The symptoms of oropharyngeal cancers may include:

  • A persistent sore throat.
  • Throat sores/ulcers.
  • A lump in the throat and/or the neck.
  • Difficulties swallowing food or moving the tongue.
  • Difficulties opening the mouth.
  • Difficulties breathing.
  • Unexplained noisy breathing.
  • Unexplained ear pain.
  • Coughing up blood.
  • Changes in the voice.
  • Unexplained weight loss.

Not everyone with the symptoms above will have cancer, but see your general practitioner (GP) if you are concerned.

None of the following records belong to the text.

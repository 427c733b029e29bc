//! # Validation Module
//!
//! Checks on caller-supplied arguments, run before any transaction opens.
//!
//! ## Validation Layers
//! ```text
//! ┌─────────────────────────────────────────────────────────────────────────┐
//! │  Layer 1: pool-admin / calling workflow                                 │
//! │  └── Argument parsing (types, enum names)                               │
//! │           │                                                             │
//! │           ▼                                                             │
//! │  Layer 2: THIS MODULE                                                   │
//! │  ├── ids, SKUs, notes, paging, thresholds                               │
//! │           │                                                             │
//! │           ▼                                                             │
//! │  Layer 3: SQLite                                                        │
//! │  ├── UNIQUE(code), partial UNIQUE primary per owner                     │
//! │  └── CHECK constraints tying status, owner and primary flag             │
//! └─────────────────────────────────────────────────────────────────────────┘
//! ```
//!
//! Per-code format checks are not here; see [`crate::symbology`].

use crate::error::ValidationError;
use crate::types::Page;
use crate::{MAX_BATCH_HISTORY, MAX_NOTES_LEN, MAX_PAGE_SIZE};

/// Result type for validation operations.
pub type ValidationResult<T> = Result<T, ValidationError>;

// =============================================================================
// Identifiers
// =============================================================================

/// Validates a UUID string.
///
/// ## Example
/// ```rust
/// use barcode_core::validation::validate_uuid;
///
/// assert!(validate_uuid("variant_id", "550e8400-e29b-41d4-a716-446655440000").is_ok());
/// assert!(validate_uuid("variant_id", "not-a-uuid").is_err());
/// ```
pub fn validate_uuid(field: &str, id: &str) -> ValidationResult<()> {
    if id.trim().is_empty() {
        return Err(ValidationError::Required {
            field: field.to_string(),
        });
    }

    uuid::Uuid::parse_str(id.trim()).map_err(|_| ValidationError::InvalidFormat {
        field: field.to_string(),
        reason: "must be a valid UUID".to_string(),
    })?;

    Ok(())
}

/// Validates a variant SKU such as `026-RED-120`.
///
/// ## Rules
/// - Must not be empty
/// - At most 64 characters
/// - Letters, digits, hyphens, underscores and dots only
pub fn validate_sku(sku: &str) -> ValidationResult<()> {
    let sku = sku.trim();

    if sku.is_empty() {
        return Err(ValidationError::Required {
            field: "sku".to_string(),
        });
    }

    if sku.len() > 64 {
        return Err(ValidationError::TooLong {
            field: "sku".to_string(),
            max: 64,
        });
    }

    if !sku
        .chars()
        .all(|c| c.is_alphanumeric() || matches!(c, '-' | '_' | '.'))
    {
        return Err(ValidationError::InvalidFormat {
            field: "sku".to_string(),
            reason: "must contain only letters, numbers, hyphens, underscores and dots".to_string(),
        });
    }

    Ok(())
}

// =============================================================================
// Free Text
// =============================================================================

/// Trims optional notes; blank becomes `None`.
pub fn validate_notes(field: &str, notes: Option<&str>) -> ValidationResult<Option<String>> {
    let Some(notes) = notes.map(str::trim).filter(|n| !n.is_empty()) else {
        return Ok(None);
    };

    if notes.chars().count() > MAX_NOTES_LEN {
        return Err(ValidationError::TooLong {
            field: field.to_string(),
            max: MAX_NOTES_LEN,
        });
    }

    Ok(Some(notes.to_string()))
}

/// Validates a code substring for search.
///
/// ## Returns
/// The trimmed query, or `None` if it is empty.
pub fn validate_search_query(query: &str) -> ValidationResult<Option<String>> {
    let query = query.trim();

    if query.len() > 100 {
        return Err(ValidationError::TooLong {
            field: "code_contains".to_string(),
            max: 100,
        });
    }

    Ok(if query.is_empty() {
        None
    } else {
        Some(query.to_string())
    })
}

// =============================================================================
// Numeric Validators
// =============================================================================

/// Validates a search page.
pub fn validate_page(page: Page) -> ValidationResult<Page> {
    if page.limit == 0 || page.limit > MAX_PAGE_SIZE {
        return Err(ValidationError::OutOfRange {
            field: "limit".to_string(),
            min: 1,
            max: MAX_PAGE_SIZE as i64,
        });
    }

    Ok(page)
}

/// Validates a batch history limit.
pub fn validate_history_limit(limit: u32) -> ValidationResult<u32> {
    if limit == 0 || limit > MAX_BATCH_HISTORY {
        return Err(ValidationError::OutOfRange {
            field: "limit".to_string(),
            min: 1,
            max: MAX_BATCH_HISTORY as i64,
        });
    }

    Ok(limit)
}

/// Converts a legacy threshold to the store's integer width.
///
/// SQLite integers are signed 64-bit, so thresholds above `i64::MAX` are refused.
pub fn validate_threshold(threshold: u64) -> ValidationResult<i64> {
    i64::try_from(threshold).map_err(|_| ValidationError::OutOfRange {
        field: "legacy_threshold".to_string(),
        min: 0,
        max: i64::MAX,
    })
}

// =============================================================================
// Unit Tests
// =============================================================================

If your doctor suspects you have oropharyngeal cancer, they will order a range of diagnostic tests to confirm the diagnosis, and refer you to a specialist for treatment.

Physical examination 

Your doctor will collect your overall medical history, as well as your lifestyle/health habits current symptoms. Following this, they may examine your body to check for any abnormalities. More specifically, they will feel your neck to see if there are any swollen lymph nodes, which are indicative of infection. 

Imaging & blood tests

The doctor will take images of your body using magnetic resonance imaging (MRI), a computed tomography scan (CT scan), and/or positron emission tomography (PET scan), depending on where it is suspected the cancer is. The doctor may also look at other parts of the body and looks for signs of metastasis. Additionally, a blood test may be taken to assess your overall health and help guide treatment decisions.

Nasoendoscopy & biopsy

A Nasoendoscopy is a day procedure often used to examine the nasal cavity and throat. To look for oropharyncancer, the doctor will place a long, thin tube with a light and a camera attached (endoscope) into your nose to check for any abnormalities.

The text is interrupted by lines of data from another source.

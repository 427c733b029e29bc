//! # Error Types
//!
//! Domain-specific error types for barcode-core.
//!
//! ## Error Hierarchy
//! ```text
//! ┌─────────────────────────────────────────────────────────────────────────┐
//! │                         Error Types                                     │
//! │                                                                         │
//! │  barcode-core errors (this file)                                       │
//! │  ├── ParseError       - Import file unreadable / wrong structure       │
//! │  ├── RowRejection     - One candidate code skipped (import continues)  │
//! │  ├── ValidationError  - Caller input failed a rule                     │
//! │  └── CoreError        - Allocation / lifecycle failures                │
//! │                                                                         │
//! │  barcode-db errors (separate crate)                                    │
//! │  ├── DbError          - Store failures                                 │
//! │  └── ServiceError     - CoreError | TransactionAborted(DbError)        │
//! │                                                                         │
//! │  Flow: ParseError/ValidationError → CoreError → ServiceError → caller  │
//! └─────────────────────────────────────────────────────────────────────────┘
//! ```
//!
//! Row-level problems are NOT propagated with `?`. They are accumulated in
//! the import report while the overall call still succeeds.

use serde::{Deserialize, Serialize};
use thiserror::Error;

use crate::types::{BarcodeStatus, BarcodeType};

// =============================================================================
// Core Error
// =============================================================================

/// Domain failures surfaced by the pool services.
///
/// Each of these fails the specific call outright with no side effects.
#[derive(Debug, Error)]
pub enum CoreError {
    /// The requested code is not `available` for the requested type.
    ///
    /// ## When This Occurs
    /// - Preferred code already assigned, reserved or archived
    /// - Preferred code belongs to a different symbology
    /// - Preferred code lost a race to a concurrent caller
    #[error("Barcode {code} is not available for assignment")]
    CodeUnavailable { code: String },

    /// No `available` code of the requested type remains.
    ///
    /// Variant creation may continue without a barcode.
    #[error("No {barcode_type} barcodes available")]
    PoolExhausted { barcode_type: BarcodeType },

    /// Barcode id does not exist.
    #[error("Barcode not found: {0}")]
    BarcodeNotFound(String),

    /// Barcode is not assigned to the given variant.
    #[error("Barcode {barcode_id} is not assigned to variant {variant_id}")]
    NotOwnedByVariant {
        barcode_id: String,
        variant_id: String,
    },

    /// Variant id does not exist.
    #[error("Variant not found: {0}")]
    VariantNotFound(String),

    /// A transition the state machine does not allow.
    #[error("Barcode {barcode_id} is {status}, cannot {operation}")]
    InvalidTransition {
        barcode_id: String,
        status: BarcodeStatus,
        operation: &'static str,
    },

    /// Import file could not be parsed; nothing was written.
    #[error("Import failed: {0}")]
    Parse(#[from] ParseError),

    /// Caller input failed validation.
    #[error("Validation error: {0}")]
    Validation(#[from] ValidationError),
}

// =============================================================================
// Parse Error
// =============================================================================

/// Structural failures reading an import file.
///
/// Any of these aborts the whole import before a transaction is opened.
#[derive(Debug, Error)]
pub enum ParseError {
    /// File bytes are not valid UTF-8 text.
    #[error("line {line}: file is not valid UTF-8")]
    InvalidEncoding { line: usize },

    /// CSV/TSV structure is broken (ragged rows, bad quoting).
    #[error("malformed tabular file: {0}")]
    Tabular(String),

    /// Spreadsheet could not be opened or has no worksheet.
    #[error("unreadable spreadsheet: {0}")]
    Spreadsheet(String),

    /// Header row present but no barcode column could be identified.
    #[error("no barcode column found (headers: {headers:?})")]
    MissingBarcodeColumn { headers: Vec<String> },

    /// File contained no candidate codes at all.
    #[error("file contains no barcodes")]
    Empty,

    /// File exceeds the configured size limit.
    #[error("file is {size} bytes, limit is {limit}")]
    TooLarge { size: usize, limit: usize },

    /// File could not be read from disk.
    #[error("could not read {path}: {message}")]
    Unreadable { path: String, message: String },
}

impl From<csv::Error> for ParseError {
    fn from(err: csv::Error) -> Self {
        ParseError::Tabular(err.to_string())
    }
}

// =============================================================================
// Row Rejection
// =============================================================================

/// Where a duplicate was detected.
#[derive(Debug, Clone, Copy, PartialEq, Eq, Serialize, Deserialize)]
#[serde(rename_all = "snake_case")]
pub enum DuplicateScope {
    /// Code appeared earlier in the same file.
    InFile,
    /// Code already exists in the store (any status).
    InStore,
}

impl std::fmt::Display for DuplicateScope {
    fn fmt(&self, f: &mut std::fmt::Formatter<'_>) -> std::fmt::Result {
        match self {
            DuplicateScope::InFile => write!(f, "repeated in file"),
            DuplicateScope::InStore => write!(f, "already in pool"),
        }
    }
}

/// A single candidate skipped during import.
#[derive(Debug, Clone, Error, PartialEq, Eq)]
pub enum RowRejection {
    /// Failed normalization or the symbology's format rule.
    #[error("row {row}: '{raw}' is invalid: {reason}")]
    Invalid {
        row: usize,
        raw: String,
        reason: String,
    },

    /// Already present in the file or the store.
    #[error("row {row}: {code} is a duplicate ({scope})")]
    Duplicate {
        row: usize,
        code: String,
        scope: DuplicateScope,
    },
}

impl RowRejection {
    /// Source row of the rejected candidate.
    pub fn row(&self) -> usize {
        match self {
            RowRejection::Invalid { row, .. } | RowRejection::Duplicate { row, .. } => *row,
        }
    }

    /// Returns true for duplicate rejections.
    pub fn is_duplicate(&self) -> bool {
        matches!(self, RowRejection::Duplicate { .. })
    }
}

// =============================================================================
// Validation Error
// =============================================================================

/// Input validation errors.
///
/// Used for early validation of caller-supplied arguments.
#[derive(Debug, Error)]
pub enum ValidationError {
    /// A required field is missing or empty.
    #[error("{field} is required")]
    Required { field: String },

    /// Field value is too long.
    #[error("{field} must be at most {max} characters")]
    TooLong { field: String, max: usize },

    /// Numeric value is out of range.
    #[error("{field} must be between {min} and {max}")]
    OutOfRange { field: String, min: i64, max: i64 },

    /// Invalid format (e.g., invalid UUID).
    #[error("{field} has invalid format: {reason}")]
    InvalidFormat { field: String, reason: String },

    /// Value is not in allowed set.
    #[error("{field} must be one of: {allowed:?}")]
    NotAllowed { field: String, allowed: Vec<String> },
}

// =============================================================================
// Result Type Alias
// =============================================================================

/// Convenience type alias for Results with CoreError.
pub type CoreResult<T> = Result<T, CoreError>;

// =============================================================================
// Unit Tests
// =============================================================================

#[cfg(test)]
mod tests {
    use super::*;

    #[test]
    fn test_error_messages() {
        let err = CoreError::PoolExhausted {
            barcode_type: BarcodeType::Ean13,
        };
        assert_eq!(err.to_string(), "No EAN-13 barcodes available");

        let err = CoreError::CodeUnavailable {
            code: "5012345678900".to_string(),
        };
        assert_eq!(
            err.to_string(),
            "Barcode 5012345678900 is not available for assignment"
        );
    }

    #[test]
    fn test_row_rejection_messages() {
        let dup = RowRejection::Duplicate {
            row: 4,
            code: "123".to_string(),
            scope: DuplicateScope::InStore,
        };
        assert_eq!(dup.to_string(), "row 4: 123 is a duplicate (already in pool)");
        assert!(dup.is_duplicate());

        let invalid = RowRejection::Invalid {
            row: 2,
            raw: "abc".to_string(),
            reason: "must contain only digits".to_string(),
        };
        assert_eq!(
            invalid.to_string(),
            "row 2: 'abc' is invalid: must contain only digits"
        );
        assert!(!invalid.is_duplicate());
    }

    #[test]
    fn test_parse_error_converts_to_core_error() {
        let core_err: CoreError = ParseError::Empty.into();
        assert!(matches!(core_err, CoreError::Parse(ParseError::Empty)));
        assert_eq!(core_err.to_string(), "Import failed: file contains no barcodes");
    }
}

Once the location(s) of the cancer has been identified, the doctor will perform a biopsy to remove a section of tissue using a needle. The tissue sample will then be analysed for cancer cells. This can be done by a fine needle aspiration (FNA), or a core needle biopsy (CNB).

Prognosis (Certain factors affect the prognosis and treatment options)

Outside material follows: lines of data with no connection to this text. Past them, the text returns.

//! # Pool Commands
//!
//! Closed set of operations an administrator or workflow can request.
//! One exhaustive executor in barcode-db turns a [`PoolCommand`] into a
//! [`CommandOutcome`]; there is no string-typed routing past argument parsing.

use std::path::PathBuf;

use serde::{Deserialize, Serialize};

use crate::types::{
    Barcode, BarcodeFilter, BarcodeType, DeletedVariantArchive, DeletionReason, ImportBatch,
    ImportReport, ImportRequest, Page, PoolStats, ReleaseOutcome, SearchPage,
};

/// One requested pool operation.
#[derive(Debug, Clone, Serialize, Deserialize)]
#[serde(tag = "command", rename_all = "snake_case")]
pub enum PoolCommand {
    Import {
        path: PathBuf,
        request: ImportRequest,
    },
    /// Deletes `available` rows, optionally of one type only.
    ClearPool {
        barcode_type: Option<BarcodeType>,
    },
    Assign {
        variant_id: String,
        barcode_type: BarcodeType,
        preferred_code: Option<String>,
    },
    SetPrimary {
        variant_id: String,
        barcode_id: String,
    },
    /// Bulk manual release. Each id is released independently.
    Release {
        barcode_ids: Vec<String>,
    },
    DeleteVariant {
        variant_id: String,
        reason: DeletionReason,
        notes: Option<String>,
    },
    Stats,
    BatchHistory {
        limit: u32,
    },
    Search {
        filter: BarcodeFilter,
        page: Page,
    },
}

impl PoolCommand {
    /// Short name for logs.
    pub fn name(&self) -> &'static str {
        match self {
            PoolCommand::Import { .. } => "import",
            PoolCommand::ClearPool { .. } => "clear_pool",
            PoolCommand::Assign { .. } => "assign",
            PoolCommand::SetPrimary { .. } => "set_primary",
            PoolCommand::Release { .. } => "release",
            PoolCommand::DeleteVariant { .. } => "delete_variant",
            PoolCommand::Stats => "stats",
            PoolCommand::BatchHistory { .. } => "batch_history",
            PoolCommand::Search { .. } => "search",
        }
    }

    /// Returns true if the command never writes.
    pub fn is_read_only(&self) -> bool {
        matches!(
            self,
            PoolCommand::Stats | PoolCommand::BatchHistory { .. } | PoolCommand::Search { .. }
        )
    }
}

/// Per-id result of a bulk release.
#[derive(Debug, Clone, Serialize, Deserialize)]
pub struct ReleaseResult {
    pub barcode_id: String,
    pub outcome: Option<ReleaseOutcome>,
    pub error: Option<String>,
}

impl ReleaseResult {
    pub fn is_ok(&self) -> bool {
        self.error.is_none()
    }
}

/// Result of executing one [`PoolCommand`]. Variants mirror the command.
#[derive(Debug, Clone, Serialize, Deserialize)]
#[serde(tag = "outcome", content = "data", rename_all = "snake_case")]
pub enum CommandOutcome {
    Imported(ImportReport),
    Cleared { deleted: u64 },
    Assigned(Barcode),
    PrimarySet(Barcode),
    Released(Vec<ReleaseResult>),
    VariantDeleted(DeletedVariantArchive),
    Stats(PoolStats),
    BatchHistory(Vec<ImportBatch>),
    Search(SearchPage),
}

// =============================================================================
// Unit Tests
// =============================================================================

While it is not possible to predict the exact course of the disease, your doctor may be able to give you a general idea based on the rate and depth of tumour growth, susceptibility to treatment, age, overall fitness, and medical history. Generally, early-stage oroopharyngeal cancers have a better prognosis and survival rates. However, if the cancer is advanced and has spread, the prognosis may not be as good and there may be a higher risk of cancer recurrence. It is very important to discuss your individual circumstances with your doctor to better understand your prognosis. 


Some references are to overseas websites. There may be references to drugs and clinical trials that are not available here in Australia.